▶ _WORK ITEM_
Return all the entries below exactly as they were given.

▶ _SOURCE RECORDS_
//! Tool-calling agent backed by a local Ollama server

use std::sync::LazyLock;
use std::time::Duration;

use async_trait::async_trait;
use regex::Regex;
use serde::{Deserialize, Serialize};

use super::Responder;
use crate::tools::{ToolDefinition, ToolRegistry};
use crate::{Error, Result};

/// Default Ollama server address
pub const DEFAULT_OLLAMA_URL: &str = "http://localhost:11434";

/// Upper bound on model/tool round trips per command
const MAX_ITERATIONS_CAP: u32 = 20;

/// Request timeout for a single chat call
const REQUEST_TIMEOUT: Duration = Duration::from_secs(120);

static THINK_BLOCK: LazyLock<Regex> =
    LazyLock::new(|| Regex::new(r"(?s)<think>.*?</think>").expect("valid think-block pattern"));

/// A chat message in Ollama's format
#[derive(Debug, Clone, Serialize, Deserialize, PartialEq)]
pub struct ChatMessage {
    /// `system`, `user`, `assistant` or `tool`
    pub role: String,
    /// Text content
    #[serde(default)]
    pub content: String,
    /// Tool calls requested by the assistant
    #[serde(default, skip_serializing_if = "Vec::is_empty")]
    pub tool_calls: Vec<ToolCall>,
    /// Tool that produced this message (role `tool`)
    #[serde(default, skip_serializing_if = "Option::is_none")]
    pub tool_name: Option<String>,
}

impl ChatMessage {
    fn new(role: &str, content: &str) -> Self {
        Self {
            role: role.to_owned(),
            content: content.to_owned(),
            tool_calls: Vec::new(),
            tool_name: None,
        }
    }

    /// System instruction
    #[must_use]
    pub fn system(content: &str) -> Self {
        Self::new("system", content)
    }

    /// User turn
    #[must_use]
    pub fn user(content: &str) -> Self {
        Self::new("user", content)
    }

    /// Tool result
    #[must_use]
    pub fn tool(name: &str, content: &str) -> Self {
        Self {
            tool_name: Some(name.to_owned()),
            ..Self::new("tool", content)
        }
    }
}

/// A function call requested by the model
#[derive(Debug, Clone, Serialize, Deserialize, PartialEq)]
pub struct ToolCall {
    /// Function to call
    pub function: FunctionCall,
}

/// Function name and arguments
#[derive(Debug, Clone, Serialize, Deserialize, PartialEq)]
pub struct FunctionCall {
    /// Tool name
    pub name: String,
    /// Arguments object
    #[serde(default)]
    pub arguments: serde_json::Value,
}

#[derive(Serialize)]
struct ChatRequest<'a> {
    model: &'a str,
    messages: &'a [ChatMessage],
    stream: bool,
    think: bool,
    #[serde(skip_serializing_if = "<[_]>::is_empty")]
    tools: &'a [ToolDefinition],
}

#[derive(Deserialize)]
struct ChatResponse {
    message: ChatMessage,
}

#[derive(Deserialize)]
struct ErrorResponse {
    error: String,
}

/// Agent that answers through Ollama's chat API and runs tool calls locally
#[derive(Debug)]
pub struct OllamaAgent {
    client: reqwest::Client,
    base_url: String,
    model: String,
    system_prompt: String,
    think: bool,
    max_iterations: u32,
    tools: ToolRegistry,
    definitions: Vec<ToolDefinition>,
}

impl OllamaAgent {
    /// Create an agent
    ///
    /// # Errors
    ///
    /// Returns error if the HTTP client cannot be built
    pub fn new(base_url: &str, model: &str, system_prompt: &str, tools: ToolRegistry) -> Result<Self> {
        let client = reqwest::Client::builder()
            .timeout(REQUEST_TIMEOUT)
            .build()
            .map_err(|e| Error::Config(format!("failed to create HTTP client: {e}")))?;

        let definitions = tools.definitions();

        tracing::debug!(
            base_url,
            model,
            tools = ?tools.names(),
            "ollama agent initialized"
        );

        Ok(Self {
            client,
            base_url: base_url.trim_end_matches('/').to_string(),
            model: model.to_string(),
            system_prompt: system_prompt.to_string(),
            think: false,
            max_iterations: 5,
            tools,
            definitions,
        })
    }

    /// Enable or disable model reasoning output
    #[must_use]
    pub const fn with_think(mut self, think: bool) -> Self {
        self.think = think;
        self
    }

    /// Limit model/tool round trips per command
    #[must_use]
    pub fn with_max_iterations(mut self, max_iterations: u32) -> Self {
        self.max_iterations = max_iterations.clamp(1, MAX_ITERATIONS_CAP);
        self
    }

    /// Model name
    #[must_use]
    pub fn model(&self) -> &str {
        &self.model
    }

    /// Send one chat request and return the assistant message
    async fn chat(&self, messages: &[ChatMessage]) -> Result<ChatMessage> {
        let request = ChatRequest {
            model: &self.model,
            messages,
            stream: false,
            think: self.think,
            tools: &self.definitions,
        };

        let response = self
            .client
            .post(format!("{}/api/chat", self.base_url))
            .json(&request)
            .send()
            .await
            .map_err(|e| Error::Agent(format!("ollama request failed: {e}")))?;

        let status = response.status();
        if !status.is_success() {
            let body = response.text().await.unwrap_or_default();
            let detail = serde_json::from_str::<ErrorResponse>(&body).map_or(body, |e| e.error);
            return Err(Error::Agent(format!("ollama error {status}: {detail}")));
        }

        let parsed: ChatResponse = response
            .json()
            .await
            .map_err(|e| Error::Agent(format!("failed to parse ollama response: {e}")))?;

        Ok(parsed.message)
    }
}

#[async_trait]
impl Responder for OllamaAgent {
    async fn respond(&self, command: &str) -> Result<String> {
        let mut messages = vec![
            ChatMessage::system(&self.system_prompt),
            ChatMessage::user(command),
        ];

        for turn in 0..self.max_iterations {
            let reply = self.chat(&messages).await?;

            if reply.tool_calls.is_empty() {
                let text = clean_reply(&reply.content);
                if text.is_empty() {
                    return Err(Error::Agent("model returned an empty reply".to_string()));
                }
                tracing::debug!(turn, response_len = text.len(), "agent responded");
                return Ok(text);
            }

            let calls = reply.tool_calls.clone();
            messages.push(reply);

            for call in calls {
                let name = call.function.name;
                let result = self
                    .tools
                    .execute(&name, call.function.arguments)
                    .await
                    .unwrap_or_else(|e| {
                        tracing::warn!(tool = %name, error = %e, "tool call failed");
                        format!("Error: {e}")
                    });

                tracing::info!(tool = %name, turn, "tool called");
                messages.push(ChatMessage::tool(&name, &result));
            }
        }

        Err(Error::Agent(format!(
            "no final answer after {} tool rounds",
            self.max_iterations
        )))
    }
}

/// Strip reasoning blocks and surrounding whitespace from model output
#[must_use]
pub fn clean_reply(text: &str) -> String {
    THINK_BLOCK.replace_all(text, "").trim().to_string()
}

▶ _EXERCISE RESPONSE_
//! Tool-calling agent backed by a local Ollama server

use std::sync::LazyLock;
use std::time::Duration;

use async_trait::async_trait;
use regex::Regex;
use serde::{Deserialize, Serialize};

use super::Responder;
use crate::tools::{ToolDefinition, ToolRegistry};
use crate::{Error, Result};

/// Default Ollama server address
pub const DEFAULT_OLLAMA_URL: &str = "http://localhost:11434";

/// Upper bound on model/tool round trips per command
const MAX_ITERATIONS_CAP: u32 = 20;

/// Request timeout for a single chat call
const REQUEST_TIMEOUT: Duration = Duration::from_secs(120);

static THINK_BLOCK: LazyLock<Regex> =
    LazyLock::new(|| Regex::new(r"(?s)<think>.*?</think>").expect("valid think-block pattern"));

/// A chat message in Ollama's format
#[derive(Debug, Clone, Serialize, Deserialize, PartialEq)]
pub struct ChatMessage {
    /// `system`, `user`, `assistant` or `tool`
    pub role: String,
    /// Text content
    #[serde(default)]
    pub content: String,
    /// Tool calls requested by the assistant
    #[serde(default, skip_serializing_if = "Vec::is_empty")]
    pub tool_calls: Vec<ToolCall>,
    /// Tool that produced this message (role `tool`)
    #[serde(default, skip_serializing_if = "Option::is_none")]
    pub tool_name: Option<String>,
}

impl ChatMessage {
    fn new(role: &str, content: &str) -> Self {
        Self {
            role: role.to_owned(),
            content: content.to_owned(),
            tool_calls: Vec::new(),
            tool_name: None,
        }
    }

    /// System instruction
    #[must_use]
    pub fn system(content: &str) -> Self {
        Self::new("system", content)
    }

    /// User turn
    #[must_use]
    pub fn user(content: &str) -> Self {
        Self::new("user", content)
    }

    /// Tool result
    #[must_use]
    pub fn tool(name: &str, content: &str) -> Self {
        Self {
            tool_name: Some(name.to_owned()),
            ..Self::new("tool", content)
        }
    }
}

/// A function call requested by the model
#[derive(Debug, Clone, Serialize, Deserialize, PartialEq)]
pub struct ToolCall {
    /// Function to call
    pub function: FunctionCall,
}

/// Function name and arguments
#[derive(Debug, Clone, Serialize, Deserialize, PartialEq)]
pub struct FunctionCall {
    /// Tool name
    pub name: String,
    /// Arguments object
    #[serde(default)]
    pub arguments: serde_json::Value,
}

#[derive(Serialize)]
struct ChatRequest<'a> {
    model: &'a str,
    messages: &'a [ChatMessage],
    stream: bool,
    think: bool,
    #[serde(skip_serializing_if = "<[_]>::is_empty")]
    tools: &'a [ToolDefinition],
}

#[derive(Deserialize)]
struct ChatResponse {
    message: ChatMessage,
}

#[derive(Deserialize)]
struct ErrorResponse {
    error: String,
}

/// Agent that answers through Ollama's chat API and runs tool calls locally
#[derive(Debug)]
pub struct OllamaAgent {
    client: reqwest::Client,
    base_url: String,
    model: String,
    system_prompt: String,
    think: bool,
    max_iterations: u32,
    tools: ToolRegistry,
    definitions: Vec<ToolDefinition>,
}

impl OllamaAgent {
    /// Create an agent
    ///
    /// # Errors
    ///
    /// Returns error if the HTTP client cannot be built
    pub fn new(base_url: &str, model: &str, system_prompt: &str, tools: ToolRegistry) -> Result<Self> {
        let client = reqwest::Client::builder()
            .timeout(REQUEST_TIMEOUT)
            .build()
            .map_err(|e| Error::Config(format!("failed to create HTTP client: {e}")))?;

        let definitions = tools.definitions();

        tracing::debug!(
            base_url,
            model,
            tools = ?tools.names(),
            "ollama agent initialized"
        );

        Ok(Self {
            client,
            base_url: base_url.trim_end_matches('/').to_string(),
            model: model.to_string(),
            system_prompt: system_prompt.to_string(),
            think: false,
            max_iterations: 5,
            tools,
            definitions,
        })
    }

    /// Enable or disable model reasoning output
    #[must_use]
    pub const fn with_think(mut self, think: bool) -> Self {
        self.think = think;
        self
    }

    /// Limit model/tool round trips per command
    #[must_use]
    pub fn with_max_iterations(mut self, max_iterations: u32) -> Self {
        self.max_iterations = max_iterations.clamp(1, MAX_ITERATIONS_CAP);
        self
    }

    /// Model name
    #[must_use]
    pub fn model(&self) -> &str {
        &self.model
    }

    /// Send one chat request and return the assistant message
    async fn chat(&self, messages: &[ChatMessage]) -> Result<ChatMessage> {
        let request = ChatRequest {
            model: &self.model,
            messages,
            stream: false,
            think: self.think,
            tools: &self.definitions,
        };

        let response = self
            .client
            .post(format!("{}/api/chat", self.base_url))
            .json(&request)
            .send()
            .await
            .map_err(|e| Error::Agent(format!("ollama request failed: {e}")))?;

        let status = response.status();
        if !status.is_success() {
            let body = response.text().await.unwrap_or_default();
            let detail = serde_json::from_str::<ErrorResponse>(&body).map_or(body, |e| e.error);
            return Err(Error::Agent(format!("ollama error {status}: {detail}")));
        }

        let parsed: ChatResponse = response
            .json()
            .await
            .map_err(|e| Error::Agent(format!("failed to parse ollama response: {e}")))?;

        Ok(parsed.message)
    }
}

#[async_trait]
impl Responder for OllamaAgent {
    async fn respond(&self, command: &str) -> Result<String> {
        let mut messages = vec![
            ChatMessage::system(&self.system_prompt),
            ChatMessage::user(command),
        ];

        for turn in 0..self.max_iterations {
            let reply = self.chat(&messages).await?;

            if reply.tool_calls.is_empty() {
                let text = clean_reply(&reply.content);
                if text.is_empty() {
                    return Err(Error::Agent("model returned an empty reply".to_string()));
                }
                tracing::debug!(turn, response_len = text.len(), "agent responded");
                return Ok(text);
            }

            let calls = reply.tool_calls.clone();
            messages.push(reply);

            for call in calls {
                let name = call.function.name;
                let result = self
                    .tools
                    .execute(&name, call.function.arguments)
                    .await
                    .unwrap_or_else(|e| {
                        tracing::warn!(tool = %name, error = %e, "tool call failed");
                        format!("Error: {e}")
                    });

                tracing::info!(tool = %name, turn, "tool called");
                messages.push(ChatMessage::tool(&name, &result));
            }
        }

        Err(Error::Agent(format!(
            "no final answer after {} tool rounds",
            self.max_iterations
        )))
    }
}

/// Strip reasoning blocks and surrounding whitespace from model output
#[must_use]
pub fn clean_reply(text: &str) -> String {
    THINK_BLOCK.replace_all(text, "").trim().to_string()
}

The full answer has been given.